**Assigned task**:
All of the records must be restated exactly, with every line complete.

☆ ☆ ☆ ☆ ☆ ☆ ☆

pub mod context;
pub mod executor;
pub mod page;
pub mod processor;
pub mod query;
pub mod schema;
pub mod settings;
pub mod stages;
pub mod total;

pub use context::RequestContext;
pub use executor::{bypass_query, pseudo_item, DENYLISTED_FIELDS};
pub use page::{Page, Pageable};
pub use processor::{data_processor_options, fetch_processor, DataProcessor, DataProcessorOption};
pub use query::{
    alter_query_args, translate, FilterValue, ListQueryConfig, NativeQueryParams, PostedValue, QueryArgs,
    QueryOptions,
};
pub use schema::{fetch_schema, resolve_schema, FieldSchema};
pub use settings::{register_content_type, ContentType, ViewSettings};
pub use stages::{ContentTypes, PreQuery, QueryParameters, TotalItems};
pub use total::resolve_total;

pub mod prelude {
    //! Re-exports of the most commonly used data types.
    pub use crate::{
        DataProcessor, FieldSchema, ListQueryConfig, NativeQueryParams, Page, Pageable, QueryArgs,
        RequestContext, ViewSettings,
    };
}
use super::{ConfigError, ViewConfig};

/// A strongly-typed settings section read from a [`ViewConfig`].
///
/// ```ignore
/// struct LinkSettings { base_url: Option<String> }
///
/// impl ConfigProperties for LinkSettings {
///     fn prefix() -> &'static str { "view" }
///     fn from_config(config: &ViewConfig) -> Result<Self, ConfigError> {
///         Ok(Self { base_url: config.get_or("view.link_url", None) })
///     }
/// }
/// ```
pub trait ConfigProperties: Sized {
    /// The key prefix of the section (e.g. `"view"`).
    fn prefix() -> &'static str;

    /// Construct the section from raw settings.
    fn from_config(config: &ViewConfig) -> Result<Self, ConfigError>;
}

☆ ☆ ☆ ☆ ☆ ☆ ☆

**Answer to this task**:
pub mod context;
pub mod executor;
pub mod page;
pub mod processor;
pub mod query;
pub mod schema;
pub mod settings;
pub mod stages;
pub mod total;

pub use context::RequestContext;
pub use executor::{bypass_query, pseudo_item, DENYLISTED_FIELDS};
pub use page::{Page, Pageable};
pub use processor::{data_processor_options, fetch_processor, DataProcessor, DataProcessorOption};
pub use query::{
    alter_query_args, translate, FilterValue, ListQueryConfig, NativeQueryParams, PostedValue, QueryArgs,
    QueryOptions,
};
pub use schema::{fetch_schema, resolve_schema, FieldSchema};
pub use settings::{register_content_type, ContentType, ViewSettings};
pub use stages::{ContentTypes, PreQuery, QueryParameters, TotalItems};
pub use total::resolve_total;

pub mod prelude {
    //! Re-exports of the most commonly used data types.
    pub use crate::{
        DataProcessor, FieldSchema, ListQueryConfig, NativeQueryParams, Page, Pageable, QueryArgs,
        RequestContext, ViewSettings,
    };
}
use super::{ConfigError, ViewConfig};

/// A strongly-typed settings section read from a [`ViewConfig`].
///
/// ```ignore
/// struct LinkSettings { base_url: Option<String> }
///
/// impl ConfigProperties for LinkSettings {
///     fn prefix() -> &'static str { "view" }
///     fn from_config(config: &ViewConfig) -> Result<Self, ConfigError> {
///         Ok(Self { base_url: config.get_or("view.link_url", None) })
///     }
/// }
/// ```
pub trait ConfigProperties: Sized {
    /// The key prefix of the section (e.g. `"view"`).
    fn prefix() -> &'static str;

    /// Construct the section from raw settings.
    fn from_config(config: &ViewConfig) -> Result<Self, ConfigError>;
}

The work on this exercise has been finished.